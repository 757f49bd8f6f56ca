use std::{fmt, sync::Arc};

use async_trait::async_trait;
use tracing::{info, warn};

use crate::{
    api::ApiClient,
    error::{ClientError, ValidationError},
};

#[derive(Clone)]
pub struct EditCredentials {
    pub username: String,
    pub password: String,
}

impl EditCredentials {
    pub fn new(username: impl Into<String>, password: impl Into<String>) -> Self {
        Self {
            username: username.into(),
            password: password.into(),
        }
    }
}

impl fmt::Debug for EditCredentials {
    fn fmt(&self, f: &mut fmt::Formatter<'_>) -> fmt::Result {
        f.debug_struct("EditCredentials")
            .field("username", &self.username)
            .field("password", &"<redacted>")
            .finish()
    }
}

/// Confirms that the person at the keyboard may switch the view into edit
/// mode. This only decides whether the form opens; the update endpoint
/// still enforces authorization on its own.
#[async_trait]
pub trait EditGate: Send + Sync {
    async fn authorize(&self, credentials: &EditCredentials) -> Result<(), ClientError>;
}

/// Re-verifies the supplied credentials with the backend and requires the
/// returned profile to carry an editing role.
pub struct ServerEditGate {
    api: Arc<ApiClient>,
    allowed_roles: Vec<String>,
}

impl ServerEditGate {
    pub fn new(api: Arc<ApiClient>) -> Self {
        Self::with_roles(api, ["admin"])
    }

    pub fn with_roles<I, S>(api: Arc<ApiClient>, roles: I) -> Self
    where
        I: IntoIterator<Item = S>,
        S: Into<String>,
    {
        Self {
            api,
            allowed_roles: roles.into_iter().map(Into::into).collect(),
        }
    }
}

#[async_trait]
impl EditGate for ServerEditGate {
    async fn authorize(&self, credentials: &EditCredentials) -> Result<(), ClientError> {
        if credentials.username.trim().is_empty() || credentials.password.is_empty() {
            return Err(ValidationError::InvalidCredentials.into());
        }

        let response = match self
            .api
            .verify_credentials(credentials.username.trim(), &credentials.password)
            .await
        {
            Ok(response) => response,
            Err(ClientError::Api { status, .. }) if status == 400 || status == 401 => {
                info!(username = %credentials.username, "edit gate: credentials rejected");
                return Err(ValidationError::InvalidCredentials.into());
            }
            Err(err) => return Err(err),
        };

        let role = response.user.role.unwrap_or_default();
        if self.allowed_roles.iter().any(|allowed| *allowed == role) {
            info!(username = %credentials.username, %role, "edit gate: access granted");
            Ok(())
        } else {
            warn!(username = %credentials.username, %role, "edit gate: role may not edit sites");
            Err(ClientError::PermissionDenied(format!(
                "role '{role}' may not edit sites"
            )))
        }
    }
}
---+---
From the records above, pull every line that carries the word "trim".

**SOLUTION TO THE EXERCISE:**
        if credentials.username.trim().is_empty() || credentials.password.is_empty() {
            .verify_credentials(credentials.username.trim(), &credentials.password)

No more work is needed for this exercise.